Con riguardo in particolare alle ordinanze emesse dalla Commissione di Termini Imerese, su ricorso di Asaro Carlotta e De Lisi Agostino, l'Avvocatura afferma che, in base alle precedenti proroghe, il termine per la notifica dell'accertamento tributario era ancora in corso alla data del 5 dicembre 1975 e poteva quindi essere sospeso fino al 31 dicembre 1976. L'Amministrazione, peraltro, notificando l'accertamento il 10 dicembre, non si sarebbe avvalsa di tale proroga, ma avrebbe usufruito di quelle precedenti valevoli fino al 31 dicembre 1975, onde la questione sarebbe irrilevante.
In ogni modo la questione sarebbe infondata perché anche i contribuenti avrebbero potuto beneficiare della proroga se il termine per impugnare fosse scaduto entro il 31 dicembre 1975 e si sarebbero trovati in posizione paritaria a quella dell'Amministrazione la quale pure godeva di un anno di tempo per notificare l'accertamento. Anche l'Amministrazione se una decisione ad essa sfavorevole fosse stata notificata dopo l'entrata in vigore della legge del 1975 avrebbe dovuto impugnarla nel termine ordinario di sessanta giorni senza poter invocare alcuna sospensione, e se l'atto tassabile fosse stato registrato dopo il 5 dicembre 1975 il termine per la notifica dell'accertamento non avrebbe goduto, anch'esso di alcuna sospensione.
L'Avvocatura, inoltre, osserva che in ogni caso risponderebbe a criterio di ragionevolezza che il legislatore fissi dei termini e provveda a prorogarli o sospenderli e la loro sospensione o la proroga qualificherebbero di per sé in modo diverso le situazioni che si trovano collocate in posizione diverse rispetto ai termini medesimi. Sarebbe cioé evidente che non é uguale, ma diversa, con conseguente legittimità del diverso trattamento, la situazione dei contribuenti per i quali un dato termine é in un certo momento in corso, rispetto a quella dei contribuenti per i quali nello stesso momento il termine non é più o non é ancora in corso.
E la lamentata esclusione dalla proroga risponderebbe d'altra parte alla naturale esigenza di un avvio alla normalizzazione delle situazioni determinate dalla entrata in vigore della riforma tributaria che imponeva necessariamente, ad un dato momento, la cessazione dell'eccezionale periodo di proroga o di sospensione.

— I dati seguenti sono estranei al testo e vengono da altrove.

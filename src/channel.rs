//! Per-key broadcast channels that replay their last item.
//!
//! A [`Channel`] keeps the most recent [`Notification`] and a set of
//! subscriber queues. Subscribing replays the last item, then delivers every
//! later item in publish order. Items are never coalesced: a slow subscriber
//! sees every value, miss and error.
//!
//! [`ChannelRegistry`] lazily creates one channel per key and keeps it until
//! [`ChannelRegistry::close_all`].

use std::collections::HashMap;
use std::pin::Pin;
use std::sync::Arc;
use std::task::{Context, Poll};

use futures::channel::mpsc;
use futures::{Stream, StreamExt};
use parking_lot::Mutex;
use slab::Slab;

use crate::key::{CacheKey, Notification};

struct ChannelState<T> {
    /// Last item published, replayed to new subscribers.
    last: Option<Notification<T>>,
    /// Last value or miss. Errors do not displace it.
    latest: Option<Arc<T>>,
    subscribers: Slab<mpsc::UnboundedSender<Notification<T>>>,
    closed: bool,
}

/// Broadcast channel for one key.
pub(crate) struct Channel<T> {
    state: Mutex<ChannelState<T>>,
}

impl<T> Channel<T> {
    pub fn new() -> Self {
        Self {
            state: Mutex::new(ChannelState {
                last: None,
                latest: None,
                subscribers: Slab::new(),
                closed: false,
            }),
        }
    }

    /// A channel that is already closed. Subscribing to it yields an ended stream.
    pub fn closed() -> Self {
        let channel = Self::new();
        channel.state.lock().closed = true;
        channel
    }

    /// Push an item to every subscriber and remember it for replay.
    ///
    /// Subscribers whose stream was dropped are pruned. Publishing to a closed
    /// channel does nothing.
    pub fn publish(&self, item: Notification<T>) {
        let mut state = self.state.lock();
        if state.closed {
            return;
        }
        match &item {
            Notification::Value(value) => state.latest = Some(value.clone()),
            Notification::Miss => state.latest = None,
            Notification::Error(_) => {}
        }
        state
            .subscribers
            .retain(|_, tx| tx.unbounded_send(item.clone()).is_ok());
        state.last = Some(item);
    }

    /// Subscribe, receiving the last item first if there is one.
    pub fn subscribe(&self) -> Subscription<T> {
        let (tx, rx) = mpsc::unbounded();
        let mut state = self.state.lock();
        if !state.closed {
            if let Some(last) = &state.last {
                // The receiver is alive, this cannot fail.
                let _ = tx.unbounded_send(last.clone());
            }
            state.subscribers.insert(tx);
        }
        Subscription { rx }
    }

    /// The latest value, or `None` for a miss.
    pub fn latest(&self) -> Option<Arc<T>> {
        self.state.lock().latest.clone()
    }

    /// Close the channel. Open subscriptions end once they drain queued items.
    pub fn close(&self) {
        let mut state = self.state.lock();
        state.closed = true;
        state.subscribers.clear();
        state.last = None;
        state.latest = None;
    }

    #[cfg(test)]
    pub fn is_closed(&self) -> bool {
        self.state.lock().closed
    }

    #[cfg(test)]
    pub fn subscriber_count(&self) -> usize {
        self.state.lock().subscribers.len()
    }
}

/// A live stream of [`Notification`]s for one key.
///
/// Returned by [`QueryCache::get_stream`](crate::QueryCache::get_stream).
/// The stream ends when the cache is disposed.
pub struct Subscription<T> {
    rx: mpsc::UnboundedReceiver<Notification<T>>,
}

impl<T> Stream for Subscription<T> {
    type Item = Notification<T>;

    fn poll_next(mut self: Pin<&mut Self>, cx: &mut Context<'_>) -> Poll<Option<Self::Item>> {
        self.rx.poll_next_unpin(cx)
    }
}

impl<T> std::fmt::Debug for Subscription<T> {
    fn fmt(&self, f: &mut std::fmt::Formatter<'_>) -> std::fmt::Result {
        f.debug_struct("Subscription").finish_non_exhaustive()
    }
}

/// Lazily created channels, one per key.
pub(crate) struct ChannelRegistry<K, T> {
    channels: HashMap<K, Arc<Channel<T>>>,
    closed: bool,
}

impl<K: CacheKey, T> ChannelRegistry<K, T> {
    pub fn new() -> Self {
        Self {
            channels: HashMap::new(),
            closed: false,
        }
    }

    /// The channel for `key`, created on first access.
    ///
    /// Once the registry is closed this hands out a fresh closed channel and
    /// records nothing.
    pub fn channel_for(&mut self, key: &K) -> Arc<Channel<T>> {
        if self.closed {
            return Arc::new(Channel::closed());
        }
        self.channels
            .entry(key.clone())
            .or_insert_with(|| Arc::new(Channel::new()))
            .clone()
    }

    pub fn get(&self, key: &K) -> Option<&Arc<Channel<T>>> {
        self.channels.get(key)
    }

    /// The latest value pushed for `key`, or `None` if there is none or the key is unknown.
    pub fn latest_value(&self, key: &K) -> Option<Arc<T>> {
        self.channels.get(key).and_then(|channel| channel.latest())
    }

    /// Publish to `key`'s channel, creating it if needed.
    pub fn publish(&mut self, key: &K, item: Notification<T>) {
        self.channel_for(key).publish(item);
    }

    /// Publish `Miss` to every existing channel.
    pub fn publish_miss_to_all(&self) {
        for channel in self.channels.values() {
            channel.publish(Notification::Miss);
        }
    }

    /// Close every channel and forget them. Further lookups get closed channels.
    pub fn close_all(&mut self) -> usize {
        self.closed = true;
        let count = self.channels.len();
        for (_, channel) in self.channels.drain() {
            channel.close();
        }
        count
    }

    pub fn is_closed(&self) -> bool {
        self.closed
    }

    #[cfg(test)]
    pub fn len(&self) -> usize {
        self.channels.len()
    }
}

#[cfg(test)]
mod tests {
    use super::*;
    use futures::FutureExt;

    fn next_now<T>(sub: &mut Subscription<T>) -> Option<Option<Notification<T>>> {
        sub.next().now_or_never()
    }

    #[test]
    fn test_new_channel_has_no_item() {
        let channel: Channel<i32> = Channel::new();
        let mut sub = channel.subscribe();
        assert!(next_now(&mut sub).is_none());
        assert!(channel.latest().is_none());
    }

    #[test]
    fn test_replays_last_item_to_late_subscriber() {
        let channel = Channel::new();
        channel.publish(Notification::Value(Arc::new(1)));
        channel.publish(Notification::Value(Arc::new(2)));

        let mut sub = channel.subscribe();
        let item = next_now(&mut sub).flatten().unwrap();
        assert_eq!(item.value().map(|v| **v), Some(2));
        assert!(next_now(&mut sub).is_none());
    }

    #[test]
    fn test_delivers_every_item_in_order() {
        let channel = Channel::new();
        let mut sub = channel.subscribe();

        channel.publish(Notification::Value(Arc::new("a")));
        channel.publish(Notification::Miss);
        channel.publish(Notification::Value(Arc::new("b")));

        assert_eq!(
            next_now(&mut sub).flatten().unwrap().value().map(|v| **v),
            Some("a")
        );
        assert!(next_now(&mut sub).flatten().unwrap().is_miss());
        assert_eq!(
            next_now(&mut sub).flatten().unwrap().value().map(|v| **v),
            Some("b")
        );
    }

    #[test]
    fn test_error_does_not_displace_latest_value() {
        let channel = Channel::new();
        channel.publish(Notification::Value(Arc::new(5)));
        channel.publish(Notification::Error(crate::CacheError::Cancelled));
        assert_eq!(channel.latest().map(|v| *v), Some(5));

        // The error is still the replayed item.
        let mut sub = channel.subscribe();
        assert!(next_now(&mut sub).flatten().unwrap().error().is_some());

        channel.publish(Notification::Miss);
        assert!(channel.latest().is_none());
    }

    #[test]
    fn test_dropped_subscribers_are_pruned() {
        let channel = Channel::new();
        let sub = channel.subscribe();
        let _kept = channel.subscribe();
        assert_eq!(channel.subscriber_count(), 2);

        drop(sub);
        channel.publish(Notification::Value(Arc::new(1)));
        assert_eq!(channel.subscriber_count(), 1);
    }

    #[test]
    fn test_close_ends_streams() {
        let channel = Channel::new();
        let mut sub = channel.subscribe();
        channel.publish(Notification::Value(Arc::new(1)));
        channel.close();

        // Queued item drains, then the stream ends.
        assert!(next_now(&mut sub).flatten().is_some());
        assert!(matches!(next_now(&mut sub), Some(None)));

        // Late subscribers get an ended stream and publishing is ignored.
        channel.publish(Notification::Value(Arc::new(2)));
        let mut late = channel.subscribe();
        assert!(matches!(next_now(&mut late), Some(None)));
        assert!(channel.is_closed());
        assert!(channel.latest().is_none());
    }

    #[test]
    fn test_registry_one_channel_per_key() {
        let mut registry: ChannelRegistry<&'static str, i32> = ChannelRegistry::new();
        let a1 = registry.channel_for(&"a");
        let a2 = registry.channel_for(&"a");
        assert!(Arc::ptr_eq(&a1, &a2));
        assert_eq!(registry.len(), 1);

        registry.publish(&"b", Notification::Value(Arc::new(7)));
        assert_eq!(registry.latest_value(&"b").map(|v| *v), Some(7));
        assert!(registry.latest_value(&"unknown").is_none());
        assert!(registry.get(&"unknown").is_none());
    }

    #[test]
    fn test_registry_miss_to_all() {
        let mut registry: ChannelRegistry<u8, i32> = ChannelRegistry::new();
        registry.publish(&1, Notification::Value(Arc::new(1)));
        registry.publish(&2, Notification::Value(Arc::new(2)));

        registry.publish_miss_to_all();
        assert!(registry.latest_value(&1).is_none());
        assert!(registry.latest_value(&2).is_none());
        assert_eq!(registry.len(), 2);
    }

    #[test]
    fn test_registry_close_all() {
        let mut registry: ChannelRegistry<u8, i32> = ChannelRegistry::new();
        let channel = registry.channel_for(&1);
        assert_eq!(registry.close_all(), 1);

        assert!(channel.is_closed());
        assert!(registry.is_closed());
        assert_eq!(registry.len(), 0);

        let after = registry.channel_for(&1);
        assert!(after.is_closed());
        assert_eq!(registry.len(), 0);
    }
}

Quanto alla censura rivolta contro l'art. 1 del D.L. n. 798 del 1976 sotto il profilo della pretesa violazione degli artt. 3 e 24 Cost. che deriverebbe dall'esclusione dalla proroga dei termini scadenti tra il 5 dicembre 1975 ed il 5 ottobre 1976 implicitamente sancita dalla norma censurata, l'Avvocatura osserva che la estensibilità della proroga anche ai termini ricadenti nel periodo in discussione sarebbe stata esaminata in sede di conversione in legge del citato D.L. del 1976, ma sarebbe stata esclusa in base alla considerazione che non si sarebbe trattato propriamente, nel caso, di proroga di termini, bensì di stabilire proroghe nuove di termini mai in precedenza prorogati; che non vi era alcuna ragione per riaprire tali termini anche perché dopo la legge del 1975 era stato chiaro che gli stessi non erano soggetti a proroga e che comunque una rimessione in termini avrebbe finito col premiare i contribuenti meno diligenti rispetto a quelli che avevano usufruito dei termini normali vigenti.

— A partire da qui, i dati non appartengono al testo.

//! Tracer trait for observing cache activity.
//!
//! This module defines the [`Tracer`] trait and related types. The default
//! [`NoopTracer`] discards everything; [`LogTracer`] forwards every event to
//! the `tracing` crate.
//!
//! # Example
//!
//! ```ignore
//! use query_stream::{OperationOutcome, QueryCache, Tracer, TracerKey};
//!
//! struct MissCounter(AtomicUsize);
//!
//! impl Tracer for MissCounter {
//!     fn on_fetch_start(&self, _key: &TracerKey, _force_refresh: bool) {
//!         self.0.fetch_add(1, Ordering::Relaxed);
//!     }
//! }
//!
//! let cache = QueryCache::builder(fetcher).tracer(MissCounter(AtomicUsize::new(0))).build();
//! ```

use std::fmt::Debug;
use std::sync::Arc;

use crate::tracker::OperationKind;

/// A key in a type-erased form for tracing.
#[derive(Debug, Clone, PartialEq, Eq, Hash)]
pub struct TracerKey {
    /// The key type name (e.g., "alloc::string::String")
    pub key_type: &'static str,
    /// Debug representation of the key (e.g., "\"user:1\"")
    pub key_debug: String,
}

impl TracerKey {
    /// Create a tracer key from a typed key.
    #[inline]
    pub fn new<K: Debug>(key: &K) -> Self {
        Self {
            key_type: std::any::type_name::<K>(),
            key_debug: format!("{:?}", key),
        }
    }
}

/// How a fetch or update ended.
#[derive(Debug, Clone, PartialEq, Eq)]
pub enum OperationOutcome {
    /// Fetched value was cached and published.
    Stored,
    /// Updater confirmed the optimistic value.
    Confirmed,
    /// No updater configured; the optimistic write stands alone.
    LocalOnly,
    /// The filter rejected the result.
    Filtered,
    /// The collaborator failed.
    Failed {
        /// Display form of the error.
        message: String,
    },
    /// Superseded or disposed; no effects were applied.
    Cancelled,
}

/// Tracer trait for observing cache activity.
///
/// All methods have default empty implementations, so you only need to
/// override the events you're interested in.
///
/// # Thread Safety
///
/// Implementations must be `Send + Sync` as the tracer may be called from
/// multiple tasks concurrently.
pub trait Tracer: Send + Sync + 'static {
    /// Called when `get_data` is served from the cache.
    #[inline]
    fn on_cache_hit(&self, _key: &TracerKey) {}

    /// Called when a fetch is handed to the fetcher.
    #[inline]
    fn on_fetch_start(&self, _key: &TracerKey, _force_refresh: bool) {}

    /// Called when a fetch ends.
    #[inline]
    fn on_fetch_end(&self, _key: &TracerKey, _outcome: &OperationOutcome) {}

    /// Called after the optimistic write of an update.
    #[inline]
    fn on_update_start(&self, _key: &TracerKey) {}

    /// Called when an update ends.
    #[inline]
    fn on_update_end(&self, _key: &TracerKey, _outcome: &OperationOutcome) {}

    /// Called when a failed update is rolled back.
    ///
    /// `restored` is false when the key had no previous value and was removed.
    #[inline]
    fn on_rollback(&self, _key: &TracerKey, _restored: bool) {}

    /// Called when a new operation cancels an in-flight one of the same kind.
    #[inline]
    fn on_superseded(&self, _key: &TracerKey, _kind: OperationKind) {}

    /// Called when the whole cache is cleared.
    #[inline]
    fn on_cache_cleared(&self, _entries: usize) {}

    /// Called once when the cache is disposed.
    #[inline]
    fn on_disposed(&self, _cancelled: usize) {}
}

impl<T: Tracer + ?Sized> Tracer for Arc<T> {
    fn on_cache_hit(&self, key: &TracerKey) {
        (**self).on_cache_hit(key)
    }

    fn on_fetch_start(&self, key: &TracerKey, force_refresh: bool) {
        (**self).on_fetch_start(key, force_refresh)
    }

    fn on_fetch_end(&self, key: &TracerKey, outcome: &OperationOutcome) {
        (**self).on_fetch_end(key, outcome)
    }

    fn on_update_start(&self, key: &TracerKey) {
        (**self).on_update_start(key)
    }

    fn on_update_end(&self, key: &TracerKey, outcome: &OperationOutcome) {
        (**self).on_update_end(key, outcome)
    }

    fn on_rollback(&self, key: &TracerKey, restored: bool) {
        (**self).on_rollback(key, restored)
    }

    fn on_superseded(&self, key: &TracerKey, kind: OperationKind) {
        (**self).on_superseded(key, kind)
    }

    fn on_cache_cleared(&self, entries: usize) {
        (**self).on_cache_cleared(entries)
    }

    fn on_disposed(&self, cancelled: usize) {
        (**self).on_disposed(cancelled)
    }
}

/// Zero-cost tracer that discards all events.
///
/// This is the default tracer for [`QueryCache`](crate::QueryCache).
pub struct NoopTracer;

impl Tracer for NoopTracer {}

/// Tracer that forwards events to the `tracing` crate at debug level.
pub struct LogTracer;

impl Tracer for LogTracer {
    fn on_cache_hit(&self, key: &TracerKey) {
        tracing::debug!(key = %key.key_debug, "cache hit");
    }

    fn on_fetch_start(&self, key: &TracerKey, force_refresh: bool) {
        tracing::debug!(key = %key.key_debug, force_refresh, "fetch started");
    }

    fn on_fetch_end(&self, key: &TracerKey, outcome: &OperationOutcome) {
        tracing::debug!(key = %key.key_debug, ?outcome, "fetch ended");
    }

    fn on_update_start(&self, key: &TracerKey) {
        tracing::debug!(key = %key.key_debug, "update started");
    }

    fn on_update_end(&self, key: &TracerKey, outcome: &OperationOutcome) {
        tracing::debug!(key = %key.key_debug, ?outcome, "update ended");
    }

    fn on_rollback(&self, key: &TracerKey, restored: bool) {
        tracing::debug!(key = %key.key_debug, restored, "update rolled back");
    }

    fn on_superseded(&self, key: &TracerKey, kind: OperationKind) {
        tracing::debug!(key = %key.key_debug, ?kind, "operation superseded");
    }

    fn on_cache_cleared(&self, entries: usize) {
        tracing::debug!(entries, "cache cleared");
    }

    fn on_disposed(&self, cancelled: usize) {
        tracing::debug!(cancelled, "cache disposed");
    }
}
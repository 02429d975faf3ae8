//! Query-Stream: a per-key reactive cache.
//!
//! Given a key space `K` and a value space `T`, this crate fetches, caches,
//! streams and optimistically updates values. Every key gets a live stream
//! plus a synchronous "latest known value" accessor.
//!
//! # Key Features
//!
//! - **Replaying streams**: each key has one broadcast channel that replays its
//!   last item to new subscribers
//! - **Supersede on restart**: starting a fetch (or update) for a key cancels the
//!   previous one; its late result is discarded
//! - **Optimistic updates**: values are written and published before the remote
//!   call, and rolled back if it fails
//! - **Explicit misses**: "no value" is `None` / [`Notification::Miss`], never a
//!   value of `T`
//! - **Observable**: plug in a [`Tracer`], or [`LogTracer`] for `tracing` output
//!
//! # Example
//!
//! ```ignore
//! use query_stream::{FetchFn, QueryCache, UpdateFn};
//!
//! let cache = QueryCache::builder(FetchFn::new(|key: String| async move {
//!     Ok::<_, anyhow::Error>(format!("fetched_{key}"))
//! }))
//! .updater(UpdateFn::new(|_key: String, value: Arc<String>| async move {
//!     Ok::<_, anyhow::Error>((*value).clone())
//! }))
//! .build();
//!
//! let value = cache.get_data("key1".to_string(), false).await?;
//! assert_eq!(*value, "fetched_key1");
//!
//! cache.update_data("key1".to_string(), "new_data".to_string()).await?;
//! assert_eq!(cache.get_current_value(&"key1".to_string()).as_deref().map(String::as_str), Some("new_data"));
//! ```
//!
//! # Concurrency
//!
//! [`QueryCache`] is `Clone + Send + Sync`. Operations only suspend while
//! awaiting a collaborator; cache writes and their publishes happen together
//! under a short lock, so the cached value and the stream never disagree once
//! an operation has settled.

mod channel;
mod error;
mod key;
mod runtime;
mod source;
mod storage;
pub mod tracer;
mod tracker;

pub use channel::Subscription;
pub use error::CacheError;
pub use key::{CacheKey, Notification};
pub use runtime::{QueryCache, QueryCacheBuilder};
pub use source::{FetchFn, Fetcher, Filter, UpdateFn, Updater};
pub use tracer::{LogTracer, NoopTracer, OperationOutcome, Tracer, TracerKey};
pub use tracker::OperationKind;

Diversa essendo la situazione di coloro che avevano rispettivamente operato prima e dopo la legge del 1975, non sussisterebbero i presupposti per potersi configurare una irrazionale disparità di trattamento.
Quanto alla pretesa violazione dell'art. 24 osserva che l'opinione sulla estensione della proroga anche a favore dei contribuenti che si sarebbe ingenerata fra costoro in base ai criteri seguiti dalla legislazione precedente, non potrebbe assurgere, anche se corrispondente al vero, a motivo di illegittimità della legge, trattandosi di un problema di interpretazione che non toccherebbe l'idoneità della norma a consentire la tutela dei diritti.
Per quanto riguarda poi il profilo di illegittimità dell'art. 1 della legge del 1976 prospettato per l'avvenuta proroga dei termini scaduti nel periodo compreso dal 5 dicembre 1976 all'11 dicembre 1976, sospettato di contrasto con l'art. 24 Cost., l'Avvocatura osserva che la norma, in sostanza non fa che riaprire termini già scaduti, e rileva che con ciò non verrebbe leso alcun precetto costituzionale, e tanto meno poi la garanzia di difesa sancita dall'art. 24 Cost.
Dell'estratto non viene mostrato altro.